Gregory, 47, suffered a broken left elbow in a racing accident on Sept. 6 at Freehold Raceway. The elbow shattered, requiring it to be wired together by two doctors during a lengthy surgery.
He began his rehabilitation two weeks after the procedure.
|Jeff Gregory suffered a broken left elbow in a racing accident on Sept. 6 at Freehold.|
“It’s the toughest injury I’ve ever had,” Gregory said. “I’ve had a lot of broken bones, but the elbow joint has been the toughest one to rehabilitate. It’s been a lot of work and a very slow process, but it’s coming along very good.
“I’m probably going to be another month or so before they clear me to drive. At this point, the bone has healed and they’re working on my strength and range of motion.”
Gregory goes to physical therapy three days a week, but works at rehabilitating the elbow daily.

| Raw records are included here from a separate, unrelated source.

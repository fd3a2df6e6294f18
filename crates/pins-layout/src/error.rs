//! Layout error types.

use pins_types::{ErrorCode, PinsError};
use thiserror::Error;

/// Errors raised while computing the memory layout.
///
/// A valid attributed AST never produces these; they signal literals the
/// front end should have rejected.
#[derive(Debug, Clone, PartialEq, Eq, Error)]
pub enum LayoutError {
    /// An integer literal is malformed or outside the 32-bit range.
    #[error("illegal integer constant {0}")]
    IllegalInteger(String),

    /// A character literal is malformed.
    #[error("illegal character constant {0}")]
    IllegalChar(String),

    /// A string literal is malformed.
    #[error("illegal string constant {0}")]
    IllegalString(String),

    /// A repetition count is negative or the initializer overflows memory.
    #[error("illegal initializer: {0}")]
    IllegalInitializer(String),
}

impl LayoutError {
    pub fn code(&self) -> ErrorCode {
        match self {
            LayoutError::IllegalInteger(_) => ErrorCode::ILLEGAL_INTEGER,
            LayoutError::IllegalChar(_) => ErrorCode::ILLEGAL_CHAR,
            LayoutError::IllegalString(_) => ErrorCode::ILLEGAL_STRING,
            LayoutError::IllegalInitializer(_) => ErrorCode::INITIALIZER_TOO_LARGE,
        }
    }
}

impl From<&LayoutError> for PinsError {
    fn from(err: &LayoutError) -> Self {
        PinsError::new(err.code(), err.to_string())
    }
}

/// Layout result type alias.
pub type LayoutResult<T> = Result<T, LayoutError>;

“It’s been a ton of therapy,” he said. “I’m usually there close to two hours. I do the exercise there and then once more at home. If it’s a day that I don’t have therapy, I do them twice a day at home. So I’m doing the exercises twice a day whether I’m going to therapy or not.”
Once the elbow is healed completely, Gregory will likely need surgery to remove the wires.
“I’m not sure if that’s going to be a month down the road, or a year down the road,” Gregory said. “The bone was shattered. They were going to originally put a plate on there but there was nothing to screw it to. So they wired the whole thing together. It’s five or six wires holding the bone together. They’re probably going to bother me.”
A native of Saratoga Springs, N.Y., who now lives in central New Jersey, Gregory has won 6,635 races and $66 million in purses during his career. He won a career-best 581 races in 2004 and set his career high for earnings with $5.73 million in 2010.
He drove Chapter Seven to victory in the 2011 Breeders Crown for 3-year-old male trotters and captured the 2005 Hambletonian Oaks with Jalopy.
“It’s been a long road, but it’s part of the job and we’ll get through it,” Gregory said. “In the beginning when I was hurting, I didn’t mind not working. Now that I’m getting a little bit better, it’s getting boring.
“The doctor is real happy with how the bone looks. He’s letting me jog some horses now, some easy horses, older horses, that don’t pull. I’m anxious to get back.”
Cat Manzi, who suffered multiple pelvic fractures in the accident, returned to action Nov. 29 at Freehold.